[Collected data]

=-=-=

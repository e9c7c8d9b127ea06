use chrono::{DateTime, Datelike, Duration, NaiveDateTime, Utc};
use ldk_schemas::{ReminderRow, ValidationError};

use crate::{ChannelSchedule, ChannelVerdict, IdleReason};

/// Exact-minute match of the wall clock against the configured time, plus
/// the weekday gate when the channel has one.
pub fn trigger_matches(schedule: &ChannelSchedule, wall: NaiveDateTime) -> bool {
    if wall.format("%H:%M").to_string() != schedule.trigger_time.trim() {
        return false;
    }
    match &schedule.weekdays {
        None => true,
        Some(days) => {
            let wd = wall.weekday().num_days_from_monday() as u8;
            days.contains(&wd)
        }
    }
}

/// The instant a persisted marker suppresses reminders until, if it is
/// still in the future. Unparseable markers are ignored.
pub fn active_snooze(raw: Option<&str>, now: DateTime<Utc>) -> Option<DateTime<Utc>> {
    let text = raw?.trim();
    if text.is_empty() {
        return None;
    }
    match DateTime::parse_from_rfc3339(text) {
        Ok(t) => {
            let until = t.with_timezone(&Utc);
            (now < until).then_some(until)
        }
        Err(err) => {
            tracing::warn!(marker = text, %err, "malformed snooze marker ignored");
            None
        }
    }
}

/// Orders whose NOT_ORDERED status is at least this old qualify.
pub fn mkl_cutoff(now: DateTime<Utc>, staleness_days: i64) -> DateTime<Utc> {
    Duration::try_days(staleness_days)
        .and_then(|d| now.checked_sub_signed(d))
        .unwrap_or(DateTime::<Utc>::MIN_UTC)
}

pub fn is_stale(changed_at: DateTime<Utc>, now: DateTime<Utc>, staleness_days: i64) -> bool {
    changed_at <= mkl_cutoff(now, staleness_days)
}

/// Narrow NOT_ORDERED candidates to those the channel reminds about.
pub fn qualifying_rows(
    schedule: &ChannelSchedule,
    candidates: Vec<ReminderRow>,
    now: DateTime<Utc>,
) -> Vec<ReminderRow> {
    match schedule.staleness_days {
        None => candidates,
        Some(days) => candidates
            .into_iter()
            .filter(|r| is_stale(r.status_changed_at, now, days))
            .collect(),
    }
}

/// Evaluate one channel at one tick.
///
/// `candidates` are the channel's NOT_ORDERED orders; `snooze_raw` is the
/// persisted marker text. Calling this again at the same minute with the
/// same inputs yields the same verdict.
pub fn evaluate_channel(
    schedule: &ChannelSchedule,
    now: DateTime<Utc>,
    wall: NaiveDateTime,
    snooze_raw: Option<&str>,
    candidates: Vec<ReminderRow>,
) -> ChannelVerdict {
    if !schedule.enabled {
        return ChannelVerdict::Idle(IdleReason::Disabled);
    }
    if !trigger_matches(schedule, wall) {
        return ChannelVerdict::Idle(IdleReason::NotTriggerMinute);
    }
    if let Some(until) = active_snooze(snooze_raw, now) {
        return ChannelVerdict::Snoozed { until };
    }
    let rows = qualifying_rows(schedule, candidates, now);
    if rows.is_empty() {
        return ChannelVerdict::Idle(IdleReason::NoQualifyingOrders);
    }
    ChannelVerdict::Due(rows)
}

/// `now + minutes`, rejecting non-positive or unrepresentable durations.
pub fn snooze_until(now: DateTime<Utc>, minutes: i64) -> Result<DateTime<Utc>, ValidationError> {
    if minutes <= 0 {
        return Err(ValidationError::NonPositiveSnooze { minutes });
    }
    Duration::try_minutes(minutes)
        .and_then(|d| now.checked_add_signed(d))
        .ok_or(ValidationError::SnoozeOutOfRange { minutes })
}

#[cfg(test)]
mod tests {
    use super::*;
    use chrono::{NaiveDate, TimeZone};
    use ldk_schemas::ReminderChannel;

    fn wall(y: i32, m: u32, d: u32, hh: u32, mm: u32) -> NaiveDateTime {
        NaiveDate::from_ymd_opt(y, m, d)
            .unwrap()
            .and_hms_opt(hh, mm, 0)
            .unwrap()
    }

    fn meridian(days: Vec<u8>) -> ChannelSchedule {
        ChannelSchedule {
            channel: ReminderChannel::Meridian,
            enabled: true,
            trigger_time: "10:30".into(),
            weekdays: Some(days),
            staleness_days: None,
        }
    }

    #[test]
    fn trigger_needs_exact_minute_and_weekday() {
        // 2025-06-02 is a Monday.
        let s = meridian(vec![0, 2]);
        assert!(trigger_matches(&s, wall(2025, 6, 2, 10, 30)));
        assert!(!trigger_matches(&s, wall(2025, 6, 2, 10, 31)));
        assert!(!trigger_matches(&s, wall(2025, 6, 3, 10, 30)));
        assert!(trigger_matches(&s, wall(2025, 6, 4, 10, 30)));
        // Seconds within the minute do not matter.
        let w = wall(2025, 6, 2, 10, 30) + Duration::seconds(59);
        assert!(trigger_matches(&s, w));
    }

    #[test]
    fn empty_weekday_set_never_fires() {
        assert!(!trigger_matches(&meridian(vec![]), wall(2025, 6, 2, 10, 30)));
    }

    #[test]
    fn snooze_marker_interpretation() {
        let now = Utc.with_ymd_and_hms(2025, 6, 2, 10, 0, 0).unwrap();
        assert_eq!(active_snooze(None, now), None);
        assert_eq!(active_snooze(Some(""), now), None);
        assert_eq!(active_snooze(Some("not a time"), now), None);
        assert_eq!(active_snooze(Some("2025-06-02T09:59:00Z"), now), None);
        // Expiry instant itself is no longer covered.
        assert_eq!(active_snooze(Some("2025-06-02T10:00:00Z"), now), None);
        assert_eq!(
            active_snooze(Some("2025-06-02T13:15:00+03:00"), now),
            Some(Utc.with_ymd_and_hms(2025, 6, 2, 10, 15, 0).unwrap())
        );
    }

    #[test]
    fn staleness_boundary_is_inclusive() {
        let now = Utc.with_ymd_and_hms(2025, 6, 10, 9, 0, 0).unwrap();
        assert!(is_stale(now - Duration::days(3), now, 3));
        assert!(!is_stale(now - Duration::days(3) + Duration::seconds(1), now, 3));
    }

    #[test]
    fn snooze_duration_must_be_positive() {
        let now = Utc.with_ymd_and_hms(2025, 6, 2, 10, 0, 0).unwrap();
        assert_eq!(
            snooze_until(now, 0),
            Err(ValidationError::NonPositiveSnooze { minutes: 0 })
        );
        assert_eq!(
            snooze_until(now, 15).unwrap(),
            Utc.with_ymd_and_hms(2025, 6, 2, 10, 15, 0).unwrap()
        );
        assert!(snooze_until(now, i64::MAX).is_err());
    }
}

=-=-=

[What to produce] Provide a verbatim copy of all the entries.

[Finished exercise]
repository e9c7c8d9b127ea06
use chrono::{DateTime, Datelike, Duration, NaiveDateTime, Utc};
use ldk_schemas::{ReminderRow, ValidationError};

use crate::{ChannelSchedule, ChannelVerdict, IdleReason};

/// Exact-minute match of the wall clock against the configured time, plus
/// the weekday gate when the channel has one.
pub fn trigger_matches(schedule: &ChannelSchedule, wall: NaiveDateTime) -> bool {
    if wall.format("%H:%M").to_string() != schedule.trigger_time.trim() {
        return false;
    }
    match &schedule.weekdays {
        None => true,
        Some(days) => {
            let wd = wall.weekday().num_days_from_monday() as u8;
            days.contains(&wd)
        }
    }
}

/// The instant a persisted marker suppresses reminders until, if it is
/// still in the future. Unparseable markers are ignored.
pub fn active_snooze(raw: Option<&str>, now: DateTime<Utc>) -> Option<DateTime<Utc>> {
    let text = raw?.trim();
    if text.is_empty() {
        return None;
    }
    match DateTime::parse_from_rfc3339(text) {
        Ok(t) => {
            let until = t.with_timezone(&Utc);
            (now < until).then_some(until)
        }
        Err(err) => {
            tracing::warn!(marker = text, %err, "malformed snooze marker ignored");
            None
        }
    }
}

/// Orders whose NOT_ORDERED status is at least this old qualify.
pub fn mkl_cutoff(now: DateTime<Utc>, staleness_days: i64) -> DateTime<Utc> {
    Duration::try_days(staleness_days)
        .and_then(|d| now.checked_sub_signed(d))
        .unwrap_or(DateTime::<Utc>::MIN_UTC)
}

pub fn is_stale(changed_at: DateTime<Utc>, now: DateTime<Utc>, staleness_days: i64) -> bool {
    changed_at <= mkl_cutoff(now, staleness_days)
}

/// Narrow NOT_ORDERED candidates to those the channel reminds about.
pub fn qualifying_rows(
    schedule: &ChannelSchedule,
    candidates: Vec<ReminderRow>,
    now: DateTime<Utc>,
) -> Vec<ReminderRow> {
    match schedule.staleness_days {
        None => candidates,
        Some(days) => candidates
            .into_iter()
            .filter(|r| is_stale(r.status_changed_at, now, days))
            .collect(),
    }
}

/// Evaluate one channel at one tick.
///
/// `candidates` are the channel's NOT_ORDERED orders; `snooze_raw` is the
/// persisted marker text. Calling this again at the same minute with the
/// same inputs yields the same verdict.
pub fn evaluate_channel(
    schedule: &ChannelSchedule,
    now: DateTime<Utc>,
    wall: NaiveDateTime,
    snooze_raw: Option<&str>,
    candidates: Vec<ReminderRow>,
) -> ChannelVerdict {
    if !schedule.enabled {
        return ChannelVerdict::Idle(IdleReason::Disabled);
    }
    if !trigger_matches(schedule, wall) {
        return ChannelVerdict::Idle(IdleReason::NotTriggerMinute);
    }
    if let Some(until) = active_snooze(snooze_raw, now) {
        return ChannelVerdict::Snoozed { until };
    }
    let rows = qualifying_rows(schedule, candidates, now);
    if rows.is_empty() {
        return ChannelVerdict::Idle(IdleReason::NoQualifyingOrders);
    }
    ChannelVerdict::Due(rows)
}

/// `now + minutes`, rejecting non-positive or unrepresentable durations.
pub fn snooze_until(now: DateTime<Utc>, minutes: i64) -> Result<DateTime<Utc>, ValidationError> {
    if minutes <= 0 {
        return Err(ValidationError::NonPositiveSnooze { minutes });
    }
    Duration::try_minutes(minutes)
        .and_then(|d| now.checked_add_signed(d))
        .ok_or(ValidationError::SnoozeOutOfRange { minutes })
}

#[cfg(test)]
mod tests {
    use super::*;
    use chrono::{NaiveDate, TimeZone};
    use ldk_schemas::ReminderChannel;

    fn wall(y: i32, m: u32, d: u32, hh: u32, mm: u32) -> NaiveDateTime {
        NaiveDate::from_ymd_opt(y, m, d)
            .unwrap()
            .and_hms_opt(hh, mm, 0)
            .unwrap()
    }

    fn meridian(days: Vec<u8>) -> ChannelSchedule {
        ChannelSchedule {
            channel: ReminderChannel::Meridian,
            enabled: true,
            trigger_time: "10:30".into(),
            weekdays: Some(days),
            staleness_days: None,
        }
    }

    #[test]
    fn trigger_needs_exact_minute_and_weekday() {
        // 2025-06-02 is a Monday.
        let s = meridian(vec![0, 2]);
        assert!(trigger_matches(&s, wall(2025, 6, 2, 10, 30)));
        assert!(!trigger_matches(&s, wall(2025, 6, 2, 10, 31)));
        assert!(!trigger_matches(&s, wall(2025, 6, 3, 10, 30)));
        assert!(trigger_matches(&s, wall(2025, 6, 4, 10, 30)));
        // Seconds within the minute do not matter.
        let w = wall(2025, 6, 2, 10, 30) + Duration::seconds(59);
        assert!(trigger_matches(&s, w));
    }

    #[test]
    fn empty_weekday_set_never_fires() {
        assert!(!trigger_matches(&meridian(vec![]), wall(2025, 6, 2, 10, 30)));
    }

    #[test]
    fn snooze_marker_interpretation() {
        let now = Utc.with_ymd_and_hms(2025, 6, 2, 10, 0, 0).unwrap();
        assert_eq!(active_snooze(None, now), None);
        assert_eq!(active_snooze(Some(""), now), None);
        assert_eq!(active_snooze(Some("not a time"), now), None);
        assert_eq!(active_snooze(Some("2025-06-02T09:59:00Z"), now), None);
        // Expiry instant itself is no longer covered.
        assert_eq!(active_snooze(Some("2025-06-02T10:00:00Z"), now), None);
        assert_eq!(
            active_snooze(Some("2025-06-02T13:15:00+03:00"), now),
            Some(Utc.with_ymd_and_hms(2025, 6, 2, 10, 15, 0).unwrap())
        );
    }

    #[test]
    fn staleness_boundary_is_inclusive() {
        let now = Utc.with_ymd_and_hms(2025, 6, 10, 9, 0, 0).unwrap();
        assert!(is_stale(now - Duration::days(3), now, 3));
        assert!(!is_stale(now - Duration::days(3) + Duration::seconds(1), now, 3));
    }

    #[test]
    fn snooze_duration_must_be_positive() {
        let now = Utc.with_ymd_and_hms(2025, 6, 2, 10, 0, 0).unwrap();
        assert_eq!(
            snooze_until(now, 0),
            Err(ValidationError::NonPositiveSnooze { minutes: 0 })
        );
        assert_eq!(
            snooze_until(now, 15).unwrap(),
            Utc.with_ymd_and_hms(2025, 6, 2, 10, 15, 0).unwrap()
        );
        assert!(snooze_until(now, i64::MAX).is_err());
    }
}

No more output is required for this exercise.